Saturday, March 6, 2010

We're Back

March 6,2010 Road trip USA
The nice thing about this recession is that hotels are letting rooms go for a song.  We found a nice room right on the beach in Long Beach, Washington.  Our patio over looks golden grass veiled sand dunes. Waves tumble onto the shore. The Sun is chasing the shadows into hiding.  It’s a good life-spent writing while enjoying coffee with the ocean as the backdrop even if we’re just pretending for a while, bitter sweet, bitter sweet. The closer we get to home the more reality slips into view.  Before we left we went for a walk on, what they claim is the “worlds longest beach”.  It could be true, beach stretched to both the north and south horizons.  The trip up the Oregon coast was scenic but rushed. We made only a couple of stops.  Devil’s Churn was a lava field jetting into the ocean.  Volcanic rocks, deep creased with lines the look of some ancient face.  A channel ran through the center of the rock field, the ocean pushing in, pounding the walls.  Spray exploded as the churning waters path is interrupted.  Green anemone decorates the tidal pools on the cliffs.  

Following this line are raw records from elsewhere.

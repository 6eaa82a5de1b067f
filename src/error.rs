//! Error types for the edgesite deployment tool.
//!
//! This module provides the error hierarchy for every stage of a deployment:
//! configuration, content enumeration, descriptor construction, state
//! management, planning and the hand-off to the apply engine.

use std::path::PathBuf;
use thiserror::Error;

/// The main error type for edgesite.
#[derive(Debug, Error)]
pub enum EdgesiteError {
    /// Configuration-related errors.
    #[error("Configuration error: {0}")]
    Config(#[from] ConfigError),

    /// Content enumeration errors.
    #[error("Content error: {0}")]
    Content(#[from] ContentError),

    /// Descriptor construction errors.
    #[error("Descriptor error: {0}")]
    Descriptor(#[from] DescriptorError),

    /// State management errors.
    #[error("State error: {0}")]
    State(#[from] StateError),

    /// Apply engine errors.
    #[error("Engine error: {0}")]
    Engine(#[from] EngineError),

    /// Planning errors.
    #[error("Planning error: {0}")]
    Plan(#[from] PlanError),

    /// IO errors.
    #[error("IO error: {0}")]
    Io(#[from] std::io::Error),

    /// Generic internal error.
    #[error("Internal error: {0}")]
    Internal(String),
}

/// Configuration-related errors.
#[derive(Debug, Error)]
pub enum ConfigError {
    /// The configuration file was not found.
    #[error("Configuration file not found: {path}")]
    FileNotFound {
        /// Path to the missing file.
        path: PathBuf,
    },

    /// The configuration file could not be parsed.
    #[error("Failed to parse configuration: {message}")]
    ParseError {
        /// Description of the parse error.
        message: String,
        /// Optional source location.
        location: Option<String>,
    },

    /// Validation failed.
    #[error("Configuration validation failed: {message}")]
    ValidationError {
        /// Description of the validation error.
        message: String,
        /// Field that failed validation.
        field: Option<String>,
    },

    /// A required key has no value and no default.
    #[error("Missing required configuration value: {key}")]
    MissingRequired {
        /// Configuration key, as written in the deployment file.
        key: String,
    },
}

/// Content enumeration errors.
#[derive(Debug, Error)]
pub enum ContentError {
    /// The content root does not exist or is not a directory.
    #[error("Content root is not a directory: {path}")]
    RootNotFound {
        /// Configured content root.
        path: PathBuf,
    },

    /// A file under the content root could not be read.
    #[error("Failed to read {path}: {message}")]
    Unreadable {
        /// Path of the unreadable file.
        path: PathBuf,
        /// Underlying failure.
        message: String,
    },

    /// A path under the content root is not valid UTF-8.
    #[error("Path is not valid UTF-8: {}", path.display())]
    NonUtf8Path {
        /// The offending path, lossily displayed.
        path: PathBuf,
    },

    /// Two files normalize to the same object key.
    #[error("Duplicate object key: {key}")]
    DuplicateKey {
        /// The colliding key.
        key: String,
    },
}

/// Descriptor construction errors.
#[derive(Debug, Error)]
pub enum DescriptorError {
    /// A resource address was declared twice.
    #[error("Resource declared twice: {address}")]
    DuplicateResource {
        /// The duplicated address.
        address: String,
    },

    /// A property or dependency points at an undeclared resource.
    #[error("{from} references undeclared resource {to}")]
    DanglingReference {
        /// Referencing resource.
        from: String,
        /// Missing resource.
        to: String,
    },

    /// The dependency graph contains a cycle.
    #[error("Dependency cycle detected involving {address}")]
    Cycle {
        /// A resource on the cycle.
        address: String,
    },

    /// A resource type that must be declared exactly once is not.
    #[error("Expected exactly one {resource_type}, found {count}")]
    SingletonViolated {
        /// Resource type.
        resource_type: String,
        /// Number of declarations found.
        count: usize,
    },

    /// The certificate covers a number of names other than one.
    #[error("Certificate must cover exactly one name, got {count}")]
    ValidationOptionCardinality {
        /// Number of names requested.
        count: usize,
    },
}

/// State management errors.
#[derive(Debug, Error)]
pub enum StateError {
    /// State is corrupted.
    #[error("State is corrupted: {message}")]
    Corrupted {
        /// Description of the corruption.
        message: String,
    },

    /// State could not be written.
    #[error("Failed to write state: {message}")]
    WriteFailed {
        /// Description of the failure.
        message: String,
    },

    /// State lock acquisition failed.
    #[error("Failed to acquire state lock: {message}")]
    LockFailed {
        /// Description of the lock failure.
        message: String,
    },

    /// State lock is held by another process.
    #[error("State is locked by another process (lock holder: {holder}, since: {since})")]
    LockedByOther {
        /// Identifier of the lock holder.
        holder: String,
        /// When the lock was acquired.
        since: String,
    },

    /// S3 backend error.
    #[error("S3 state backend error: {message}")]
    S3Error {
        /// Description of the S3 error.
        message: String,
    },

    /// Serialization error.
    #[error("State serialization error: {message}")]
    SerializationError {
        /// Description of the serialization error.
        message: String,
    },

    /// State version mismatch.
    #[error("State version mismatch: expected {expected}, found {found}")]
    VersionMismatch {
        /// Expected state version.
        expected: String,
        /// Found state version.
        found: String,
    },
}

/// Apply engine errors.
#[derive(Debug, Error)]
pub enum EngineError {
    /// The engine binary could not be started.
    #[error("Failed to launch {binary}: {message}")]
    LaunchFailed {
        /// Engine binary.
        binary: String,
        /// Underlying failure.
        message: String,
    },

    /// An engine command exited unsuccessfully.
    #[error("`{command}` failed with exit code {code:?}: {stderr}")]
    CommandFailed {
        /// The command line that failed.
        command: String,
        /// Exit code, if the process exited normally.
        code: Option<i32>,
        /// Captured standard error.
        stderr: String,
    },

    /// Engine output could not be interpreted.
    #[error("Unexpected engine output: {message}")]
    InvalidOutput {
        /// Description of the problem.
        message: String,
    },
}

/// Planning errors.
#[derive(Debug, Error)]
pub enum PlanError {
    /// The plan was computed for another project or environment.
    #[error("State belongs to {found}, configuration describes {expected}")]
    StackMismatch {
        /// Stack named by the configuration.
        expected: String,
        /// Stack recorded in state.
        found: String,
    },

    /// Apply was aborted before the engine ran.
    #[error("Apply aborted: {reason}")]
    Aborted {
        /// Reason for abort.
        reason: String,
    },
}

/// Result type alias for edgesite operations.
pub type Result<T> = std::result::Result<T, EdgesiteError>;

impl EdgesiteError {
    /// Creates a new internal error with the given message.
    #[must_use]
    pub fn internal(message: impl Into<String>) -> Self {
        Self::Internal(message.into())
    }

    /// Returns true if this error is retryable.
    #[must_use]
    pub const fn is_retryable(&self) -> bool {
        matches!(
            self,
            Self::State(StateError::LockFailed { .. } | StateError::LockedByOther { .. })
        )
    }
}

impl ConfigError {
    /// Creates a validation error for a specific field.
    #[must_use]
    pub fn validation(message: impl Into<String>, field: impl Into<String>) -> Self {
        Self::ValidationError {
            message: message.into(),
            field: Some(field.into()),
        }
    }

    /// Creates a missing-value error for the given key.
    #[must_use]
    pub fn missing(key: impl Into<String>) -> Self {
        Self::MissingRequired { key: key.into() }
    }
}

impl StateError {
    /// Creates an S3 error with the given message.
    #[must_use]
    pub fn s3(message: impl Into<String>) -> Self {
        Self::S3Error {
            message: message.into(),
        }
    }

    /// Creates a serialization error with the given message.
    #[must_use]
    pub fn serialization(message: impl Into<String>) -> Self {
        Self::SerializationError {
            message: message.into(),
        }
    }

    /// Creates a write error with the given message.
    #[must_use]
    pub fn write(message: impl Into<String>) -> Self {
        Self::WriteFailed {
            message: message.into(),
        }
    }
}

impl EngineError {
    /// Creates a command failure.
    #[must_use]
    pub fn command_failed(command: impl Into<String>, code: Option<i32>, stderr: impl Into<String>) -> Self {
        Self::CommandFailed {
            command: command.into(),
            code,
            stderr: stderr.into(),
        }
    }

    /// Creates an invalid output error.
    #[must_use]
    pub fn invalid_output(message: impl Into<String>) -> Self {
        Self::InvalidOutput {
            message: message.into(),
        }
    }
}

#[cfg(test)]
mod tests {
    use super::*;

    #[test]
    fn test_lock_contention_is_retryable() {
        let err = EdgesiteError::State(StateError::LockedByOther {
            holder: String::from("ci-runner"),
            since: String::from("2026-01-01T00:00:00Z"),
        });
        assert!(err.is_retryable());
    }

    #[test]
    fn test_missing_required_message() {
        let err = EdgesiteError::from(ConfigError::missing("site.domain"));
        assert_eq!(
            err.to_string(),
            "Configuration error: Missing required configuration value: site.domain"
        );
        assert!(!err.is_retryable());
    }
}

We traveled north up the coastal hwy as it worked in land through farmland, before returning to the cottage communities along the sea. We had a fantastic dinner in Astoria.  The town rises steeply from the ocean. Victorian houses, shops and an old harbor revitalized.
We followed the west arm of the hwy 101 to the Port Townsend ferry.  The hwy abandoned the coast quickly, leading us through forested area not unlike coastal B.C., including pockets of apocalyptic clear-cut slashes, reminiscent of World War 1 battlefields.  




Happily we avoided the Seattle corridor at rush hour.  Port Townsend is another cute Victorian town. Good restaurants, antique and art galleries shop galore.  The antiques are more curios and the art is more folk craft.  There are however notable exceptions.  It is a very enjoyable town, overall.  


The Olympic Peninsula, (I hope IOC doesn’t sue me), that we’ve seen is not as awe inspiring as other landscapes we visited however we only saw a glimpse of it.  I would like to return as I suspect it has many secrets to reveal.  We are about to load onto the Keystone ferry to what I believe is Whidbey Island.  Hwy 20 continues from there to I5 and then, well, we’ll be home.  


House repair, work, bills to pay, can’t wait really.  Three more hours of ash fault; see ya soon.  Thank you for following along with our travels.   A good trip, a nice escape, too much money and definitely too many fossil fuels spent. We did enjoy ourselves.